Significantly, when another coronavirus emerged sometime in 2012, namely, the Middle East Respiratory Syndrome Coronavirus (MERS-CoV), it was added to the list in 2016. This was under section 30 of the Act, which empowers the minister to add to the list in the First Schedule by an order in the Gazette.
This implies that it is necessary to do so for the disease to be included for coverage under the Act. This also implies that it is not sufficient to rely merely on item 30 of the First Schedule, which lists “Any other life threatening microbial infection” as an infectious disease by reference to the definition in section 2 of the Act.
The World Health Organisation (WHO) on Feb 11 identified and announced the present virus by its specific name – Covid-19. Yet the First Schedule was not amended to list this disease specifically as an infectious disease.

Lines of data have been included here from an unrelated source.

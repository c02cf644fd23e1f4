//! Configuration for Questline
//!
//! CLI arguments and environment variable handling using clap.

use clap::Parser;
use std::net::SocketAddr;
use uuid::Uuid;

/// Questline - gamified challenge engine
///
/// Generates daily challenges, verifies user actions against them, and
/// maintains rolling verification status.
#[derive(Parser, Debug, Clone)]
#[command(name = "questline")]
#[command(about = "Challenge engine service: generation, verification, status tracking")]
pub struct Args {
    /// Unique node identifier for this instance
    #[arg(long, env = "NODE_ID", default_value_t = Uuid::new_v4())]
    pub node_id: Uuid,

    /// Address to listen on
    #[arg(long, env = "LISTEN", default_value = "0.0.0.0:8080")]
    pub listen: SocketAddr,

    /// MongoDB connection URI
    #[arg(long, env = "MONGODB_URI", default_value = "mongodb://localhost:27017")]
    pub mongodb_uri: String,

    /// MongoDB database name
    #[arg(long, env = "MONGODB_DB", default_value = "questline")]
    pub mongodb_db: String,

    /// API key for the external completion service
    ///
    /// Absence is tolerated at startup but generation and avatar
    /// verification will fail with a configuration error.
    #[arg(long, env = "COMPLETION_API_KEY")]
    pub completion_api_key: Option<String>,

    /// Base URL of the completion service (OpenAI-compatible chat endpoint)
    #[arg(long, env = "COMPLETION_API_URL", default_value = "https://api.openai.com/v1")]
    pub completion_api_url: String,

    /// Model used for challenge text generation
    #[arg(long, env = "COMPLETION_TEXT_MODEL", default_value = "gpt-4o-mini")]
    pub completion_text_model: String,

    /// Vision-capable model used for avatar verification
    #[arg(long, env = "COMPLETION_VISION_MODEL", default_value = "gpt-4o-mini")]
    pub completion_vision_model: String,

    /// Completion request timeout in seconds
    #[arg(long, env = "COMPLETION_TIMEOUT_SECS", default_value = "60")]
    pub completion_timeout_secs: u64,

    /// Reserved username that is always reported permanently verified
    #[arg(long, env = "RESERVED_VERIFIED_USERNAME", default_value = "mkwapp")]
    pub reserved_verified_username: String,

    /// Enable the in-process daily generation scheduler
    ///
    /// When enabled, a batch generation run fires at the daily refresh
    /// hour (03:00 local). Clients can still trigger generation on demand.
    #[arg(long, env = "SCHEDULER_ENABLED", default_value = "false")]
    pub scheduler_enabled: bool,

    /// Log level (trace, debug, info, warn, error)
    #[arg(long, env = "LOG_LEVEL", default_value = "info")]
    pub log_level: String,
}

impl Args {
    /// Whether the external completion service is configured
    pub fn has_completion_credential(&self) -> bool {
        self.completion_api_key
            .as_deref()
            .map(|k| !k.is_empty())
            .unwrap_or(false)
    }

    /// Validate configuration
    pub fn validate(&self) -> Result<(), String> {
        if self.mongodb_uri.is_empty() {
            return Err("MONGODB_URI must not be empty".to_string());
        }

        if self.completion_api_url.is_empty() {
            return Err("COMPLETION_API_URL must not be empty".to_string());
        }

        if self.reserved_verified_username.is_empty() {
            return Err("RESERVED_VERIFIED_USERNAME must not be empty".to_string());
        }

        Ok(())
    }
}

#[cfg(test)]
mod tests {
    use super::*;

    fn base_args() -> Args {
        Args::parse_from(["questline"])
    }

    #[test]
    fn test_defaults_validate() {
        assert!(base_args().validate().is_ok());
    }

    #[test]
    fn test_missing_credential_detected() {
        let args = base_args();
        assert!(!args.has_completion_credential());

        let mut args = base_args();
        args.completion_api_key = Some("sk-test".to_string());
        assert!(args.has_completion_credential());

        // Empty string counts as absent
        let mut args = base_args();
        args.completion_api_key = Some(String::new());
        assert!(!args.has_completion_credential());
    }

    #[test]
    fn test_empty_reserved_username_rejected() {
        let mut args = base_args();
        args.reserved_verified_username = String::new();
        assert!(args.validate().is_err());
    }
}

Note that some countries, namely Singapore and the UK have named this disease specifically in their law.
Singapore’s Infectious Diseases Act lists Covid-19 as a dangerous infectious disease and in the UK, its Health Protection (Coronavirus) Regulations 2020 was laid before Parliament on Feb 10 and immediately came into force. These were made under the principal Public Health (Control of Disease) Act 1984
Nonetheless there is no denying that Covid-19 is a microbial infection which is life threatening. This will qualify it as an infectious disease under the generic item 30 of the First Schedule – “(A)ny other life threatening microbial infection”.
Hence the government can say that it is entitled to rely on this item 30 of the First Schedule to prescribe measures in relation to Covid-19 as an infectious disease.

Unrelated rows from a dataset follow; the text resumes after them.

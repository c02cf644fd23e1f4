//! Document schemas for the challenge engine collections

pub mod challenge;
pub mod completion;
pub mod metadata;
pub mod profile;

pub use challenge::{
    ChallengeDoc, ChallengeState, VerificationHints, CHALLENGES_PER_USER, USER_CHALLENGE_COLLECTION,
};
pub use completion::{CompletionDoc, CHALLENGE_COMPLETION_COLLECTION};
pub use metadata::Metadata;
pub use profile::{ProfileDoc, PROFILE_COLLECTION};

/// Read-only collection of rating submissions (one document per rating)
pub const GAME_RATING_COLLECTION: &str = "game_ratings";

/// Read-only collection of favorite entries (one document per favorite)
pub const USER_FAVORITE_COLLECTION: &str = "user_favorites";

That it is so relying seems clear by the enactment of the recent regulations under the Act: Prevention and Control of Infectious Diseases Act (Measures within the Infected Local Areas) Regulations 2020, gazetted on March 18 and effective until March 31.
These regulations are made pursuant to section 11(2) of the Act in relation to an infected local area prescribing the measures to be taken to control or prevent the spread of any infectious disease within or from an infected local area; as well as for the prevention or mitigation of infectious diseases: section 31(2) (t).

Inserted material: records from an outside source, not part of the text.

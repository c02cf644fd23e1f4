//! External completion API client
//!
//! The text generator and vision verifier are opaque external services.
//! Core logic depends only on the narrow [`CompletionClient`] capability
//! trait so unit tests run against in-memory stubs.

pub mod completion;

pub use completion::{CompletionClient, CompletionConfig, HttpCompletionClient};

The measures prescribed under the 2020 Regulations control movement and gatherings in and in relation to infected areas, requires a person on arrival in Malaysia to undergo health examination; lists 21 essential services which can be opened (such as banks, utilities) with minimum personnel and patrons, allows other services to operate with prior written consent, and limits food supply chain and other food and beverage outlets to providing takeaway and delivery services only. It also obliges a person to provide any information requested relating to the control and prevention of infectious diseases. Finally, it makes it an offence if any of these provisions are violated. The penalty is a fine of RM1,000 or six months’ jail or both.
It may be possible to argue that as this disease is not specifically listed, it is therefore outside the ambit of the Act. Note that regulations being subsidiary legislation cannot override the principal Act.
Nonetheless it is open to the government to say that there is no need to name Covid-19 specifically as it is clearly covered by the generic item 30 of the First Schedule.
However, it is equally and justifiably open to a person charged for breaching any provisions of the Act or the regulations to argue that as there are two plausible interpretations, then under established criminal law principles, that which is favourable to the accused prevails.